不過,我還是很想去日本一趟,從二月到現在,我一直都在懷念日本的雪景,今年還忙到連夏コミ都去不成,不去逃避現實一下,實在是說不過去。

說到最後,我真的很難忘這輩子第一次的『水球雪地仆街四部曲』,希望年底可以再表演一次。

星期五, 10月 21, 2005

教召三天後的新玩具






收到機器的初步感想,請見這裡,雖然都是一堆廢話就是了。

一般來說,和工作有關的日記(就是寫給老闆看的)都會放在iThome的部落格分部,不過今天就破格寫在這邊好了,因為晚上和中華電信某爽人吃完港式飲茶後,一時想不開回公司,把Windows Server 2003 x64和Platform SDK給裝好。

先談一下Dell PE2850這台機器,依舊延續過去Dell server機構設計與管理設定「粗曠」的傳統,尤其DRAC 4/I的設定介面和HP iLO與IBM RSA II相比,實在是很.... 系統BIOS也差不多,相隔近兩年,一點都沒有長進。上蓋很沒誠意的貼著一張小小的拆解說明(拜託,人家HP是怎麼作的?),機櫃指示燈的設計也不佳,IPMI只支援到1.5版(反正支援2.0的也不多)。Dell OpenManage實在是用了太多次,今天時間不夠,所以就懶得把它裝起來。

「你的設計,很有魄力,我很欣賞」,這應該就是我所能對Dell PE2850下的最短評語。

另外,不知道是ATi Rage XL停產缺貨(我記得Rage XL並沒有RoHS製程的版本)還是Mobility Radeon太便宜怎樣,或著是考量到安裝Windows Vista的可能性,PE2850是我經手的機器中,第一台採用這麼「高檔」VGA者(Radeon 7000M 16MB)。當然,這對server來說,本來就不是重點,只是覺得很有趣罷了,不足掛齒。

倒是有一點不得不提,Windows Server 2003 x64預設的Rage XL driver,一直都會有預設螢幕更新率過高的老問題,如果螢幕支援的更新率不高(尤其是比較舊款的LCD),就會碰到開機無法顯示畫面的狀況,所以在第一次開機前,必須先進入保護模式移除Rage XL,才能正常顯示畫面。因為這問題我碰過太多次了,所以才會如此在意PE2850採用Radeon 7000M這件事情。
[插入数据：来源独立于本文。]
mod controller;
mod worker;

pub use controller::EventController;
pub use worker::EventWorker;
//! The controller for handling upload events

use clipforge::Conf;
use clipforge::utils::{ApiError, Shared};
use std::sync::Arc;
use std::time::Duration;
use tokio::task::JoinHandle;

use super::worker::EventWorker;
use crate::args::Args;

/// The controller for handling upload events
pub struct EventController {
    /// A shared clipforge object
    shared: Arc<Shared>,
    /// The max number of events to pop in one batch
    batch: u64,
    /// The different worker handles
    handles: Vec<JoinHandle<Result<(), ApiError>>>,
}

impl EventController {
    /// Create a new event handler controller
    ///
    /// # Arguments
    ///
    /// * `args` - The command line args passed to the event handler
    /// * `conf` - The clipforge config
    pub async fn new(args: &Args, conf: Conf) -> Self {
        // connect to the state store
        let shared = Arc::new(Shared::new(conf).await);
        EventController {
            shared,
            batch: args.batch,
            handles: Vec::with_capacity(1),
        }
    }

    /// Spawn all of our workers
    pub fn spawn(&mut self) {
        // create and spawn our one and only worker
        let worker = EventWorker::new(&self.shared, self.batch);
        let handle = tokio::task::spawn(worker.start());
        // add this to our task list
        self.handles.push(handle);
    }

    /// Check if any of our tasks have failed
    pub async fn check_tasks(&mut self) -> Result<(), ApiError> {
        // check all spawned tasks
        for handle in self.handles.iter_mut() {
            // this handle finishing means the worker died
            if handle.is_finished() {
                handle.await??;
            }
        }
        Ok(())
    }

    /// Start handling upload events
    pub async fn start(mut self) {
        // spawn all of our workers
        self.spawn();
        // loop forever checking for task failures
        loop {
            // check if any of our tasks have failed
            self.check_tasks().await.unwrap();
            // sleep for 5 seconds
            tokio::time::sleep(Duration::from_secs(5)).await;
        }
    }
}
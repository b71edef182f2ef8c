//! The observability routes for operators

use axum::Router;
use axum::extract::{Json, State};
use axum::routing::get;
use tracing::instrument;
use utoipa::OpenApi;

use crate::models::backends::db;
use crate::models::{AdmissionStats, SystemStats};
use crate::utils::{ApiError, AppState};

/// Get a snapshot of queue depth and pool usage
///
/// # Arguments
///
/// * `state` - Shared clipforge objects
#[utoipa::path(
    get,
    path = "/api/stats",
    responses(
        (status = 200, description = "A snapshot of queue and pool state", body = SystemStats),
    )
)]
#[instrument(name = "routes::system::stats", skip_all, err(Debug))]
async fn stats(State(state): State<AppState>) -> Result<Json<SystemStats>, ApiError> {
    // gather the admission, queue, and binding views
    let machines = db::admission::stats(&state.shared).await?;
    let pending_jobs = db::jobs::pending_count(&state.shared).await?;
    let active = db::jobs::active_jobs(&state.shared).await?;
    let stats = SystemStats {
        machines,
        pending_jobs,
        active_jobs: active.len() as u64,
        active_job_ids: active.into_keys().collect(),
    };
    Ok(Json(stats))
}

/// The struct containing our openapi docs
#[derive(OpenApi)]
#[openapi(paths(stats), components(schemas(AdmissionStats, SystemStats)))]
pub struct SystemApiDocs;

/// Add the system routes to our router
///
/// # Arguments
///
// * `router` - The router to add routes too
pub fn mount(router: Router<AppState>) -> Router<AppState> {
    router.route("/api/stats", get(stats))
}
//! The clipforge event handler

use clap::Parser;

mod args;
mod libs;

use libs::EventController;

#[tokio::main]
async fn main() {
    // get command line args
    let args = args::Args::parse();
    // try to load a config file
    let conf = clipforge::Conf::new(&args.config).expect("Failed to load config");
    // setup our tracer
    clipforge::utils::trace::setup("ClipforgeEventHandler", &conf.clipforge.tracing);
    // build our event controller
    let controller = EventController::new(&args, conf).await;
    // start our event handler workers
    controller.start().await;
}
不過,PE2850並非無可取之處,姑且不論價格遠比DL380G4低廉這個顯而易見的優勢(要不然Dell就不用活了),機構設計上算是蠻實用的。還有一點讓我蠻意外的,新版本(MSDN)的Windows Server 2003 x64竟然有內建PERC 4/Di的driver,DRAC 4/I也是fast Ethernet(IBM RSA II只有10Mbps)。更重要的是,「看起來」RAID控制器的效率很不錯,等明天回公司再仔細跑跑看,這地方一直都是HP的弱項,Smart Array 6i真的是太鳥了。P600很不錯,只是太貴,又是SAS。
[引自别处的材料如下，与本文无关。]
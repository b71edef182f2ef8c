//! Shared objects and methods across all requests

use axum::extract::FromRef;
use bb8_redis::{RedisConnectionManager, bb8::Pool};
use std::sync::Arc;

use super::s3::S3;
use crate::models::backends::setup;
use crate::provider::Machines;
use crate::{Conf, error, info};

/// Tries to execute a future 10 times with a custom timeout
///
/// # Arguments
///
/// * `future` - The future to try to complete
/// * `timeout` - How long to wait for each attempt to complete
macro_rules! retry {
    ($future:expr, $timeout:expr, $name:expr, $config:expr) => {{
        // setup a counter variable at 0 to track how many attempts have been made
        let mut i = 0;
        // loop and try to complete this future
        loop {
            match tokio::time::timeout(std::time::Duration::from_secs($timeout), $future).await {
                // the future completed so return the result
                Ok(res) => break res,
                // the future failed so try again if we have failed less then 10 times or panic
                Err(err) => {
                    // log this error
                    error!(
                        $config.clipforge.tracing.level,
                        format!(
                            "Future {} failed to complete in {} seconds. Restarting!",
                            $name, $timeout
                        )
                    );
                    if i == 9 {
                        // we failed 10 times so panic
                        panic!("{:#?}", err)
                    } else {
                        // increment i and try again
                        i += 1;
                        continue;
                    }
                }
            }
        }
    }};
}

/// Shared objects between all requests
pub struct Shared {
    /// The clipforge config
    pub config: Conf,
    /// A connection pool for redis
    pub redis: Pool<RedisConnectionManager>,
    /// s3 clients for each bucket clipforge uses
    pub s3: S3,
    /// A client for the compute provider machines run on
    pub provider: Machines,
}

impl Shared {
    /// Sets up the shared object
    ///
    /// # Arguments
    ///
    /// * `config` - The clipforge config to use
    pub async fn new(config: Conf) -> Self {
        // log the namespace we will be using
        info!(
            config.clipforge.tracing.level,
            format!("Using namespace {}", config.clipforge.namespace)
        );
        // setup redis connection pool
        let redis = retry!(setup::redis(&config), 2, "Redis setup", config);
        // setup s3 clients
        let s3 = S3::new(&config);
        // build our provider client
        let provider = Machines::new(&config);
        Shared {
            config,
            redis,
            s3,
            provider,
        }
    }
}

/// All of the global states in Axum
#[derive(Clone)]
pub struct AppState {
    /// The shared objects in clipforge
    pub shared: Arc<Shared>,
}

impl AppState {
    /// Wrap a shared object for axum
    ///
    /// # Arguments
    ///
    /// * `shared` - The shared objects to wrap
    #[must_use]
    pub fn new(shared: Shared) -> Self {
        AppState {
            shared: Arc::new(shared),
        }
    }
}

impl FromRef<AppState> for Arc<Shared> {
    fn from_ref(state: &AppState) -> Self {
        state.shared.clone()
    }
}
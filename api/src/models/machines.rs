//! The machine pool entries clipforge tracks workers with

use chrono::prelude::*;
use std::fmt;
use utoipa::ToSchema;

/// The logical states a pooled machine can be in
#[derive(Serialize, Deserialize, Debug, Clone, Copy, PartialEq, Eq, ToSchema)]
#[serde(rename_all = "lowercase")]
pub enum MachineState {
    /// This machine is executing a job
    Running,
    /// This machine is polling for work
    Idle,
    /// This machine is stopped and available for reuse
    Stopped,
}

impl MachineState {
    /// Get this state as its wire token
    #[must_use]
    pub fn as_str(self) -> &'static str {
        match self {
            MachineState::Running => "running",
            MachineState::Idle => "idle",
            MachineState::Stopped => "stopped",
        }
    }
}

impl fmt::Display for MachineState {
    fn fmt(&self, f: &mut fmt::Formatter) -> fmt::Result {
        write!(f, "{}", self.as_str())
    }
}

/// One machine in the pool, whether running or stopped
#[derive(Serialize, Deserialize, Debug, Clone, PartialEq, ToSchema)]
pub struct MachinePoolEntry {
    /// The provider assigned id for this machine
    pub machine_id: String,
    /// The logical state this machine is in
    pub state: MachineState,
    /// The last time this machine did anything
    pub last_active_at: DateTime<Utc>,
    /// When this machine was first added to the pool
    pub created_at: DateTime<Utc>,
}

impl MachinePoolEntry {
    /// Build a fresh pool entry for a machine that just started running
    ///
    /// # Arguments
    ///
    /// * `machine_id` - The provider assigned id for this machine
    #[must_use]
    pub fn new<T: Into<String>>(machine_id: T) -> Self {
        let now = Utc::now();
        MachinePoolEntry {
            machine_id: machine_id.into(),
            state: MachineState::Running,
            last_active_at: now,
            created_at: now,
        }
    }

    /// Move this entry to a new state and refresh its activity time
    ///
    /// # Arguments
    ///
    /// * `state` - The state to move this entry to
    #[must_use]
    pub fn transition(mut self, state: MachineState) -> Self {
        self.state = state;
        self.last_active_at = Utc::now();
        self
    }

    /// How long this machine has been inactive in milliseconds
    #[must_use]
    pub fn idle_ms(&self) -> i64 {
        (Utc::now() - self.last_active_at).num_milliseconds()
    }
}

#[cfg(test)]
mod tests {
    use super::*;

    #[test]
    fn pool_entries_round_trip() {
        let entry = MachinePoolEntry::new("m1");
        let raw = serde_json::to_string(&entry).unwrap();
        let cast: MachinePoolEntry = serde_json::from_str(&raw).unwrap();
        assert_eq!(entry, cast);
    }

    #[test]
    fn transitions_preserve_created_at() {
        let entry = MachinePoolEntry::new("m1");
        let created = entry.created_at;
        let stopped = entry.transition(MachineState::Stopped);
        assert_eq!(stopped.state, MachineState::Stopped);
        assert_eq!(stopped.created_at, created);
        assert!(stopped.last_active_at >= created);
    }

    #[test]
    fn state_tokens_are_lowercase() {
        assert_eq!(
            serde_json::to_string(&MachineState::Stopped).unwrap(),
            "\"stopped\""
        );
    }
}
有點懶得把SPEC CPU 2000給跑起來,但姑且不論表面上的效能,這是必須進行的穩定性測試,尤其是記憶體的可靠性,這地方很容易被外行人忽略。不了解SPEC CPU(外加計算機結構不知道修到哪裡去、甚至以為SPEC CPU只需要裝起來「輕鬆跑一跑」)的外行人,絕對無法理解這個「benchmark」的實際價值究竟在哪裡。這一次我會撰寫全新的EM64T config,之前那個版本的效率實在是不盡理想。

唯一感到遺憾的是,這次PE2850測試期只有一個禮拜,和之前HP三連發的狀況相同,所以就不搬到塔麵長輩那邊去了,直接在自家的lab搞定。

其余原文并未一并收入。